Use Case 3: Diurnal Cycles
One main advantage of RCAT is that it can run analyses of large data sets through the use of parallelization (using the dask module). In principle it involves splitting the data into several “chunks” (in the space and/or time dimensions) and then run a set of operations on each of the chunk in parallel. Read more about it on dask homepage.
Depending on the analysis you want to run on your data, you might consider chunking your data differently. If, for example, you would like to calculate a quantile value for the data over all time steps then you should do the chunking in space only so that each chunk has all time steps available. Here, RCAT will be applied to calculate diurnal cycles of some model output using different statistical measures and how the splitting/chunking of data matters.
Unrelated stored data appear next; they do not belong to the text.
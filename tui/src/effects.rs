//! Screen transition effects applied to the content area.

use ratatui::layout::Rect;

use perspective_types::ui::{ScreenTransition, TransitionKind};

/// Apply a screen transition to transform the content rectangle.
#[must_use]
pub fn apply_transition(transition: &ScreenTransition, base: Rect, viewport: Rect) -> Rect {
    match transition.kind() {
        TransitionKind::Settle => {
            let t = ease_out_cubic(transition.progress());
            let scale = 0.85 + 0.15 * t;
            scale_rect(base, scale)
        }
        TransitionKind::Rise => {
            let t = ease_out_cubic(transition.progress());
            let viewport_bottom = viewport.y.saturating_add(viewport.height);
            let base_bottom = base.y.saturating_add(base.height);
            let max_offset = viewport_bottom
                .saturating_sub(base_bottom)
                .max(base.height / 4);
            let offset = max_offset.min(8);
            let y_offset = ((1.0 - t) * f32::from(offset)).round() as u16;
            let y = base.y.saturating_add(y_offset);
            let height = base.height.saturating_sub(y - base.y);
            Rect {
                x: base.x,
                y,
                width: base.width,
                height,
            }
        }
    }
}

fn scale_rect(base: Rect, scale: f32) -> Rect {
    let width = (f32::from(base.width) * scale).round() as u16;
    let height = (f32::from(base.height) * scale).round() as u16;
    let width = width.max(1).min(base.width);
    let height = height.max(1).min(base.height);
    let x = base.x + (base.width.saturating_sub(width) / 2);
    let y = base.y + (base.height.saturating_sub(height) / 2);
    Rect {
        x,
        y,
        width,
        height,
    }
}

fn ease_out_cubic(t: f32) -> f32 {
    let t = t.clamp(0.0, 1.0);
    let inv = 1.0 - t;
    1.0 - inv * inv * inv
}
//! Core domain types for Perspective.
//!
//! This crate contains pure domain types with no IO, no async, and minimal dependencies.
//! Everything here can be used from any layer of the application.

// Pedantic lint configuration - these are intentional design choices
#![allow(clippy::missing_errors_doc)] // Result-returning functions are self-explanatory
#![allow(clippy::missing_panics_doc)] // Panics are documented in assertions

mod experience;
mod flow;
mod layout;
mod phase;
pub mod ui;

pub use experience::{ExperienceKind, UnknownExperienceError};
pub use flow::{AppFlow, HubState};
pub use layout::{Point, Size, hub_position, hub_positions};
pub use phase::{
    IMMERSIVE_DURATION, JourneyPhase, ORIENTATION_DURATION, SHIFT_DURATION, shift_progress,
};
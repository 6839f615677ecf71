//! Journey phases and the fixed schedule that drives them.
//!
//! The schedule is expressed as offsets from the journey's own start:
//!
//! ```text
//! 0s            5s                     20s                    35s
//! | orientation | shift (progress 0→1) | immersive            | integration ...
//! ```

use std::time::Duration;

use serde::{Deserialize, Serialize};

pub const ORIENTATION_DURATION: Duration = Duration::from_secs(5);
pub const SHIFT_DURATION: Duration = Duration::from_secs(15);
pub const IMMERSIVE_DURATION: Duration = Duration::from_secs(15);

/// One of the four fixed stages of a journey, in order.
#[derive(Debug, Clone, Copy, PartialEq, Eq, PartialOrd, Ord, Hash, Default, Serialize, Deserialize)]
#[serde(rename_all = "kebab-case")]
pub enum JourneyPhase {
    #[default]
    Orientation,
    Shift,
    Immersive,
    Integration,
}

impl JourneyPhase {
    /// The phase that follows this one. Integration is terminal.
    #[must_use]
    pub fn next(self) -> Option<Self> {
        match self {
            JourneyPhase::Orientation => Some(JourneyPhase::Shift),
            JourneyPhase::Shift => Some(JourneyPhase::Immersive),
            JourneyPhase::Immersive => Some(JourneyPhase::Integration),
            JourneyPhase::Integration => None,
        }
    }

    /// Offset from journey start at which this phase begins.
    #[must_use]
    pub fn starts_at(self) -> Duration {
        match self {
            JourneyPhase::Orientation => Duration::ZERO,
            JourneyPhase::Shift => ORIENTATION_DURATION,
            JourneyPhase::Immersive => ORIENTATION_DURATION + SHIFT_DURATION,
            JourneyPhase::Integration => {
                ORIENTATION_DURATION + SHIFT_DURATION + IMMERSIVE_DURATION
            }
        }
    }

    /// How long the phase lasts before the next one fires.
    #[must_use]
    pub fn duration(self) -> Option<Duration> {
        match self {
            JourneyPhase::Orientation => Some(ORIENTATION_DURATION),
            JourneyPhase::Shift => Some(SHIFT_DURATION),
            JourneyPhase::Immersive => Some(IMMERSIVE_DURATION),
            JourneyPhase::Integration => None,
        }
    }

    /// The phase the schedule prescribes `elapsed` after journey start.
    #[must_use]
    pub fn at(elapsed: Duration) -> Self {
        [
            JourneyPhase::Integration,
            JourneyPhase::Immersive,
            JourneyPhase::Shift,
        ]
        .into_iter()
        .find(|phase| elapsed >= phase.starts_at())
        .unwrap_or(JourneyPhase::Orientation)
    }

    #[must_use]
    pub fn as_str(self) -> &'static str {
        match self {
            JourneyPhase::Orientation => "orientation",
            JourneyPhase::Shift => "shift",
            JourneyPhase::Immersive => "immersive",
            JourneyPhase::Integration => "integration",
        }
    }
}

/// Linear shift ramp: 0.0 at shift start, 1.0 once the shift duration has elapsed.
#[must_use]
pub fn shift_progress(since_shift: Duration) -> f64 {
    (since_shift.as_secs_f64() / SHIFT_DURATION.as_secs_f64()).clamp(0.0, 1.0)
}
Similar to Use Case 1 most changes will be done in the configuration file, <path-to-RCAT>/src/rcatool/config/config_main.ini.
Calculate diurnal cycles of mean CAPE and plot the results
STEP 1: Data input
Under section MODELS specify the path to model data and set start and end years as well as months to analyze.
model_1 = {
'fpath': '<path-to-folder-1>',
'grid type': 'reg', 'grid name': '<grid-name>',
'start year': <start year>, 'end year': <end year>, 'months': [5,6,7,8,9]
'date interval start': '<yyyy>-<mm>', 'date interval end': '<yyyy>-<mm>',
'chunks_time': {'time': -1}, 'chunks_x': {'x': -1}, 'chunks_y': {'y': -1},
}
model_2 = {
'fpath': '<path-to-folder-2>',
'grid type': 'reg', 'grid name': '<grid-name>',
'start year': <start year>, 'end year': <end year>, 'months': [5,6,7,8,9]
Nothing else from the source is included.